DIRECTIONS FOR THIS TASK - Your task is to quote the records from their first line through the line containing "(its token outlived", with nothing added or left out.

THE RECORDS -
┌──
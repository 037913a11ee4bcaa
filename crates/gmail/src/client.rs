//! Gmail API HTTP client
//!
//! Every call is a single authenticated request against a static endpoint
//! template. A 401 surfaces as [`GmailError::Unauthorized`] so callers can drop
//! the session that owns the token.

use futures::future::try_join_all;
use reqwest::{Client, Method, StatusCode};
use serde::de::DeserializeOwned;
use serde_json::{json, Value};
use tracing::{debug, error};

use crate::compose::raw_message;
use crate::error::GmailError;
use crate::normalize::{self, DraftSummary, EmailDetail, EmailSummary};
use crate::types::{
    ApiErrorResponse, Draft, Label, ListDraftsResponse, ListLabelsResponse, ListMessagesResponse,
    Message, ModifyRequest, Profile,
};

/// Gmail API client bound to one access token
#[derive(Clone)]
pub struct GmailClient {
    http: Client,
    base_url: String,
    access_token: String,
}
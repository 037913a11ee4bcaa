use thiserror::Error;

#[derive(Debug, Error)]
pub enum GmailError {
    /// The bearer token was rejected; the session holding it is no longer usable
    #[error("Authentication expired. Please log in again.")]
    Unauthorized,

    #[error("Gmail API error ({status}): {message}")]
    Api { status: u16, message: String },

    #[error("Gmail request failed: {0}")]
    Transport(#[from] reqwest::Error),

    #[error("unexpected Gmail response: {0}")]
    Decode(#[from] serde_json::Error),
}
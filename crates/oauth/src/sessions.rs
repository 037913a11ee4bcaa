//! Session lifecycle for signed-in browsers
//!
//! A session moves through `pending -> exchanging -> authenticated` and ends
//! either `expired` (its token outlived the TTL) or `cleared` (logout, a
//! failed exchange or a new login). Terminal sessions are dropped from the
//! map, so a lookup of an ended session reports `Expired` once and `Missing`
//! afterwards.

use base64::{engine::general_purpose::URL_SAFE_NO_PAD, Engine};
use chrono::{DateTime, Duration, Utc};
use common::config::SessionConfig;
use rand::Rng;
use serde::{Deserialize, Serialize};
use std::collections::HashMap;
use std::sync::Arc;
use tokio::sync::RwLock;
use tracing::{debug, error, info, warn};

use crate::error::SessionError;
use crate::flow::{generate_pkce, generate_state};
use crate::storage::{SessionStorage, StoredSession};
use crate::tokens::TokenPair;

/// Profile details remembered alongside the token
#[derive(Debug, Clone, PartialEq, Eq, Serialize, Deserialize)]
pub struct UserInfo {
    pub email: String,
    pub messages_total: Option<u64>,
    pub threads_total: Option<u64>,
}

#[derive(Debug, Clone)]
enum Session {
    Pending {
        state: String,
        code_verifier: String,
        created_at: DateTime<Utc>,
    },
    Exchanging,
    Authenticated {
        token: TokenPair,
        user: Option<UserInfo>,
    },
}

impl Session {
    fn name(&self) -> &'static str {
        match self {
            Session::Pending { .. } => "pending",
            Session::Exchanging => "exchanging",
            Session::Authenticated { .. } => "authenticated",
        }
    }
}

/// A login that has been sent to Google and awaits its callback
#[derive(Debug, Clone)]
pub struct PendingLogin {
    pub session_id: String,
    pub state: String,
    pub code_challenge: String,
}

/// Permission to run the code exchange for a session
#[derive(Debug, Clone)]
pub struct ExchangeTicket {
    pub session_id: String,
    pub code_verifier: Option<String>,
}

/// Read-only snapshot of an authenticated session
#[derive(Debug, Clone, PartialEq, Eq)]
pub struct SessionView {
    pub session_id: String,
    pub access_token: String,
    pub issued_at: DateTime<Utc>,
    pub expires_at: DateTime<Utc>,
    pub user: Option<UserInfo>,
}

#[derive(Debug, Clone, PartialEq, Eq)]
pub enum SessionStatus {
    Authenticated(SessionView),
    /// Login started but not finished
    InProgress,
    /// The token outlived the TTL; the session has now been cleared
    Expired,
    Missing,
}

impl SessionStatus {
    pub fn authenticated(self) -> Option<SessionView> {
        match self {
            SessionStatus::Authenticated(view) => Some(view),
            _ => None,
        }
    }
}

/// Generates an opaque, unguessable session id
fn generate_session_id() -> String {
    let bytes: [u8; 32] = rand::thread_rng().gen();
    URL_SAFE_NO_PAD.encode(bytes)
}

/// Tracks every session and persists the authenticated ones
pub struct SessionManager {
    sessions: Arc<RwLock<HashMap<String, Session>>>,
    storage: Option<SessionStorage>,
    ttl: Duration,
    pending_ttl: Duration,
}

impl SessionManager {
    /// Creates an in-memory manager
    pub fn new(ttl: Duration, pending_ttl: Duration) -> Self {
        Self {
            sessions: Arc::new(RwLock::new(HashMap::new())),
            storage: None,
            ttl,
            pending_ttl,
        }
    }

    /// Creates a manager from config, loading persisted sessions when a path is set
    pub fn from_config(config: &SessionConfig) -> Result<Self, SessionError> {
        let manager = Self::new(
            Duration::seconds(config.ttl_secs),
            Duration::seconds(config.pending_ttl_secs),
        );
        match &config.storage_path {
            Some(path) => manager.with_storage(SessionStorage::new(path)),
            None => Ok(manager),
        }
    }

    /// Attaches persistent storage and loads the sessions that are still live
    pub fn with_storage(mut self, storage: SessionStorage) -> Result<Self, SessionError> {
        let stored = storage.load()?;
        let now = Utc::now();
        let ttl = self.ttl;

        let mut sessions = HashMap::new();
        for s in stored.sessions {
            let token = s.token();
            if token.is_expired_at(now, ttl) {
                debug!("Skipping expired stored session");
                continue;
            }
            sessions.insert(
                s.session_id.clone(),
                Session::Authenticated {
                    token,
                    user: s.user.clone(),
                },
            );
        }

        info!("Loaded {} sessions from {:?}", sessions.len(), storage.path());
        self.sessions = Arc::new(RwLock::new(sessions));
        self.storage = Some(storage);
        Ok(self)
    }

    pub fn ttl(&self) -> Duration {
        self.ttl
    }

    /// Starts a login: a fresh session holding the CSRF state and PKCE verifier
    pub async fn begin_login(&self) -> PendingLogin {
        let session_id = generate_session_id();
        let state = generate_state();
        let (code_verifier, code_challenge) = generate_pkce();

        self.sessions.write().await.insert(
            session_id.clone(),
            Session::Pending {
                state: state.clone(),
                code_verifier,
                created_at: Utc::now(),
            },
        );
        debug!("Login started");

        PendingLogin {
            session_id,
            state,
            code_challenge,
        }
    }

    /// Validates the callback against the pending login and moves it to `exchanging`
    ///
    /// The pending state is consumed whatever the outcome, so a callback URL
    /// cannot be replayed.
    pub async fn begin_exchange(
        &self,
        session_id: &str,
        returned_state: Option<&str>,
    ) -> Result<ExchangeTicket, SessionError> {
        self.begin_exchange_at(session_id, returned_state, Utc::now())
            .await
    }

    pub async fn begin_exchange_at(
        &self,
        session_id: &str,
        returned_state: Option<&str>,
        now: DateTime<Utc>,
    ) -> Result<ExchangeTicket, SessionError> {
        let mut sessions = self.sessions.write().await;

        let session = sessions
            .remove(session_id)
            .ok_or(SessionError::UnknownSession)?;

        let (state, code_verifier, created_at) = match session {
            Session::Pending {
                state,
                code_verifier,
                created_at,
            } => (state, code_verifier, created_at),
            other => {
                let actual = other.name();
                sessions.insert(session_id.to_string(), other);
                return Err(SessionError::InvalidTransition {
                    expected: "pending",
                    actual,
                });
            }
        };

        if let Some(returned) = returned_state {
            if returned != state {
                warn!("OAuth callback received with invalid state");
                return Err(SessionError::StateMismatch);
            }
        }

        if now - created_at > self.pending_ttl {
            warn!("OAuth callback arrived after the login window closed");
            return Err(SessionError::LoginExpired);
        }

        sessions.insert(session_id.to_string(), Session::Exchanging);

        Ok(ExchangeTicket {
            session_id: session_id.to_string(),
            code_verifier: Some(code_verifier),
        })
    }

    /// Finishes a successful exchange: `exchanging -> authenticated`
    pub async fn complete(&self, session_id: &str, token: TokenPair) -> Result<(), SessionError> {
        let mut sessions = self.sessions.write().await;

        match sessions.get(session_id) {
            Some(Session::Exchanging) => {}
            Some(other) => {
                return Err(SessionError::InvalidTransition {
                    expected: "exchanging",
                    actual: other.name(),
                })
            }
            None => return Err(SessionError::UnknownSession),
        }

        self.persist(StoredSession::new(session_id, &token, None))
            .await;
        sessions.insert(
            session_id.to_string(),
            Session::Authenticated { token, user: None },
        );
        info!("Session authenticated");
        Ok(())
    }

    /// Abandons a failed exchange: `exchanging -> cleared`
    pub async fn fail(&self, session_id: &str) {
        let mut sessions = self.sessions.write().await;
        if let Some(Session::Exchanging) = sessions.get(session_id) {
            sessions.remove(session_id);
            warn!("Token exchange failed, session cleared");
        }
    }

    /// Registers a token obtained outside the redirect flow and returns its session id
    pub async fn authenticate_direct(&self, token: TokenPair) -> String {
        let session_id = generate_session_id();
        let mut sessions = self.sessions.write().await;
        self.persist(StoredSession::new(&session_id, &token, None))
            .await;
        sessions.insert(session_id.clone(), Session::Authenticated { token, user: None });
        drop(sessions);
        info!("Session authenticated from a supplied token");
        session_id
    }

    /// Looks a session up, expiring it if its token is past the TTL
    pub async fn lookup(&self, session_id: &str) -> SessionStatus {
        self.lookup_at(session_id, Utc::now()).await
    }

    pub async fn lookup_at(&self, session_id: &str, now: DateTime<Utc>) -> SessionStatus {
        {
            let sessions = self.sessions.read().await;
            match sessions.get(session_id) {
                None => return SessionStatus::Missing,
                Some(Session::Pending { .. }) | Some(Session::Exchanging) => {
                    return SessionStatus::InProgress
                }
                Some(Session::Authenticated { token, user }) => {
                    if !token.is_expired_at(now, self.ttl) {
                        return SessionStatus::Authenticated(SessionView {
                            session_id: session_id.to_string(),
                            access_token: token.access_token.clone(),
                            issued_at: token.issued_at,
                            expires_at: token.expires_at(self.ttl),
                            user: user.clone(),
                        });
                    }
                }
            }
        }

        // Expired: drop it under the write lock
        info!("Session token expired");
        self.remove(session_id).await;
        SessionStatus::Expired
    }

    /// Remembers the signed-in user's profile
    pub async fn store_user_info(&self, session_id: &str, info: UserInfo) -> Result<(), SessionError> {
        let mut sessions = self.sessions.write().await;
        match sessions.get_mut(session_id) {
            Some(Session::Authenticated { token, user }) => {
                *user = Some(info.clone());
                let stored = StoredSession::new(session_id, token, Some(info));
                self.persist(stored).await;
                Ok(())
            }
            Some(other) => Err(SessionError::InvalidTransition {
                expected: "authenticated",
                actual: other.name(),
            }),
            None => Err(SessionError::UnknownSession),
        }
    }

    pub async fn user_info(&self, session_id: &str) -> Option<UserInfo> {
        match self.sessions.read().await.get(session_id) {
            Some(Session::Authenticated { user, .. }) => user.clone(),
            _ => None,
        }
    }

    /// Clears a session and everything stored with it; returns whether it existed
    pub async fn clear(&self, session_id: &str) -> bool {
        let existed = self.remove(session_id).await;
        if existed {
            info!("Session cleared");
        }
        existed
    }

    /// Drops expired sessions and abandoned logins
    pub async fn purge_expired(&self) -> usize {
        self.purge_expired_at(Utc::now()).await
    }

    pub async fn purge_expired_at(&self, now: DateTime<Utc>) -> usize {
        let ttl = self.ttl;
        let pending_ttl = self.pending_ttl;
        let mut sessions = self.sessions.write().await;
        let before = sessions.len();

        sessions.retain(|_, session| match session {
            Session::Authenticated { token, .. } => !token.is_expired_at(now, ttl),
            Session::Pending { created_at, .. } => now - *created_at <= pending_ttl,
            Session::Exchanging => true,
        });
        let removed = before - sessions.len();

        self.write_storage("purge stored sessions", move |storage| {
            storage
                .retain(|s| !s.token().is_expired_at(now, ttl))
                .map(|_| ())
        })
        .await;
        drop(sessions);

        if removed > 0 {
            debug!("Purged {} sessions", removed);
        }
        removed
    }

    pub async fn session_count(&self) -> usize {
        self.sessions.read().await.len()
    }

    async fn remove(&self, session_id: &str) -> bool {
        let mut sessions = self.sessions.write().await;
        let existed = sessions.remove(session_id).is_some();
        let id = session_id.to_string();
        self.write_storage("remove stored session", move |storage| {
            storage.remove(&id).map(|_| ())
        })
        .await;
        existed
    }

    async fn persist(&self, session: StoredSession) {
        self.write_storage("persist session", move |storage| storage.upsert(session))
            .await;
    }

    /// Runs a file change on the blocking pool.
    ///
    /// Callers hold the `sessions` write guard across this call, which keeps
    /// the file's read-modify-write cycles from overlapping.
    async fn write_storage<F>(&self, action: &'static str, change: F)
    where
        F: FnOnce(&SessionStorage) -> Result<(), SessionError> + Send + 'static,
    {
        let Some(storage) = self.storage.clone() else {
            return;
        };
        match tokio::task::spawn_blocking(move || change(&storage)).await {
            Ok(Ok(())) => {}
            Ok(Err(e)) => error!("Failed to {}: {}", action, e),
            Err(e) => error!("Failed to {}: storage task failed: {}", action, e),
        }
    }
}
└──
ANSWER TO THE EXERCISE -
repository 037913a11ee4bcaa
filename crates/gmail/src/client.rs
//! Gmail API HTTP client
//!
//! Every call is a single authenticated request against a static endpoint
//! template. A 401 surfaces as [`GmailError::Unauthorized`] so callers can drop
//! the session that owns the token.

use futures::future::try_join_all;
use reqwest::{Client, Method, StatusCode};
use serde::de::DeserializeOwned;
use serde_json::{json, Value};
use tracing::{debug, error};

use crate::compose::raw_message;
use crate::error::GmailError;
use crate::normalize::{self, DraftSummary, EmailDetail, EmailSummary};
use crate::types::{
    ApiErrorResponse, Draft, Label, ListDraftsResponse, ListLabelsResponse, ListMessagesResponse,
    Message, ModifyRequest, Profile,
};

/// Gmail API client bound to one access token
#[derive(Clone)]
pub struct GmailClient {
    http: Client,
    base_url: String,
    access_token: String,
}
repository 037913a11ee4bcaa
use thiserror::Error;

#[derive(Debug, Error)]
pub enum GmailError {
    /// The bearer token was rejected; the session holding it is no longer usable
    #[error("Authentication expired. Please log in again.")]
    Unauthorized,

    #[error("Gmail API error ({status}): {message}")]
    Api { status: u16, message: String },

    #[error("Gmail request failed: {0}")]
    Transport(#[from] reqwest::Error),

    #[error("unexpected Gmail response: {0}")]
    Decode(#[from] serde_json::Error),
}
filename crates/oauth/src/sessions.rs
repository 037913a11ee4bcaa
//! Session lifecycle for signed-in browsers
//!
//! A session moves through `pending -> exchanging -> authenticated` and ends
//! either `expired` (its token outlived the TTL) or `cleared` (logout, a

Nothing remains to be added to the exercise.